- **Dataset entries**:
━━━━━━━━

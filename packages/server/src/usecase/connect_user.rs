//! UseCase: ユーザー接続（Presence 登録）処理
//!
//! - 接続の MessagePusher への登録
//! - `user_connected` によるプロフィールのバインド
//! - オンラインユーザー一覧（`active_users`）の全接続へのブロードキャスト

use std::sync::Arc;

use crate::domain::{
    ChatRepository, ConnectionId, MessagePusher, Notification, PusherChannel, UserProfile,
};

/// ユーザー接続のユースケース
pub struct ConnectUserUseCase {
    /// Repository（データアクセス層の抽象化）
    repository: Arc<dyn ChatRepository>,
    /// MessagePusher（メッセージ通知の抽象化）
    message_pusher: Arc<dyn MessagePusher>,
}

impl ConnectUserUseCase {
    /// 新しい ConnectUserUseCase を作成
    pub fn new(
        repository: Arc<dyn ChatRepository>,
        message_pusher: Arc<dyn MessagePusher>,
    ) -> Self {
        Self {
            repository,
            message_pusher,
        }
    }

    /// 接続の通知チャネルを登録
    pub async fn register(&self, connection_id: ConnectionId, channel: PusherChannel) {
        self.message_pusher
            .register_client(connection_id, channel)
            .await;
    }

    /// プロフィールを接続にバインドし、オンライン一覧をブロードキャスト
    ///
    /// # Returns
    ///
    /// `active_users` を配信した接続の一覧
    pub async fn execute(
        &self,
        connection_id: ConnectionId,
        profile: UserProfile,
    ) -> Vec<ConnectionId> {
        let user_id = profile.id.clone();
        let change = self
            .repository
            .bind_presence(connection_id.clone(), profile)
            .await;

        if let Some(previous) = &change.replaced_connection {
            tracing::info!(
                "User '{}' rebound from connection '{}' to '{}'",
                user_id,
                previous,
                connection_id
            );
        } else {
            tracing::info!("User '{}' announced on connection '{}'", user_id, connection_id);
        }

        // プロフィール変更を参加中の Room に反映
        for room_id in change.refreshed_rooms {
            let (Ok(room), Ok(targets)) = (
                self.repository.get_room(&room_id).await,
                self.repository.room_connections(&room_id).await,
            ) else {
                continue;
            };
            let notification = Notification::RoomUsers {
                room_id,
                users: room.members,
            };
            if let Err(e) = self.message_pusher.broadcast(targets, notification).await {
                tracing::warn!("Failed to broadcast refreshed roster: {}", e);
            }
        }

        self.broadcast_active_users().await
    }

    /// オンラインユーザー一覧を登録中の全接続へ送信
    pub async fn broadcast_active_users(&self) -> Vec<ConnectionId> {
        let users = self.repository.active_users().await;
        let targets = self.message_pusher.registered_clients().await;
        if let Err(e) = self
            .message_pusher
            .broadcast(targets.clone(), Notification::ActiveUsers(users))
            .await
        {
            tracing::warn!("Failed to broadcast active users: {}", e);
        }
        targets
    }
}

━━━━━━━━

Reproduce, word for word, all of the entries above.

filename packages/server/src/usecase/connect_user.rs
//! UseCase: ユーザー接続（Presence 登録）処理
//!
//! - 接続の MessagePusher への登録
//! - `user_connected` によるプロフィールのバインド
//! - オンラインユーザー一覧（`active_users`）の全接続へのブロードキャスト

use std::sync::Arc;

use crate::domain::{
    ChatRepository, ConnectionId, MessagePusher, Notification, PusherChannel, UserProfile,
};

/// ユーザー接続のユースケース
pub struct ConnectUserUseCase {
    /// Repository（データアクセス層の抽象化）
    repository: Arc<dyn ChatRepository>,
    /// MessagePusher（メッセージ通知の抽象化）
    message_pusher: Arc<dyn MessagePusher>,
}

impl ConnectUserUseCase {
    /// 新しい ConnectUserUseCase を作成
    pub fn new(
        repository: Arc<dyn ChatRepository>,
        message_pusher: Arc<dyn MessagePusher>,
    ) -> Self {
        Self {
            repository,
            message_pusher,
        }
    }

    /// 接続の通知チャネルを登録
    pub async fn register(&self, connection_id: ConnectionId, channel: PusherChannel) {
        self.message_pusher
            .register_client(connection_id, channel)
            .await;
    }

    /// プロフィールを接続にバインドし、オンライン一覧をブロードキャスト
    ///
    /// # Returns
    ///
    /// `active_users` を配信した接続の一覧
    pub async fn execute(
        &self,
        connection_id: ConnectionId,
        profile: UserProfile,
    ) -> Vec<ConnectionId> {
        let user_id = profile.id.clone();
        let change = self
            .repository
            .bind_presence(connection_id.clone(), profile)
            .await;

        if let Some(previous) = &change.replaced_connection {
            tracing::info!(
                "User '{}' rebound from connection '{}' to '{}'",
                user_id,
                previous,
                connection_id
            );
        } else {
            tracing::info!("User '{}' announced on connection '{}'", user_id, connection_id);
        }

        // プロフィール変更を参加中の Room に反映
        for room_id in change.refreshed_rooms {
            let (Ok(room), Ok(targets)) = (
                self.repository.get_room(&room_id).await,
                self.repository.room_connections(&room_id).await,
            ) else {
                continue;
            };
            let notification = Notification::RoomUsers {
                room_id,
                users: room.members,
            };
            if let Err(e) = self.message_pusher.broadcast(targets, notification).await {
                tracing::warn!("Failed to broadcast refreshed roster: {}", e);
            }
        }

        self.broadcast_active_users().await
    }

    /// オンラインユーザー一覧を登録中の全接続へ送信
    pub async fn broadcast_active_users(&self) -> Vec<ConnectionId> {
        let users = self.repository.active_users().await;
        let targets = self.message_pusher.registered_clients().await;
        if let Err(e) = self
            .message_pusher
            .broadcast(targets.clone(), Notification::ActiveUsers(users))
            .await
        {
            tracing::warn!("Failed to broadcast active users: {}", e);
        }
        targets
    }
}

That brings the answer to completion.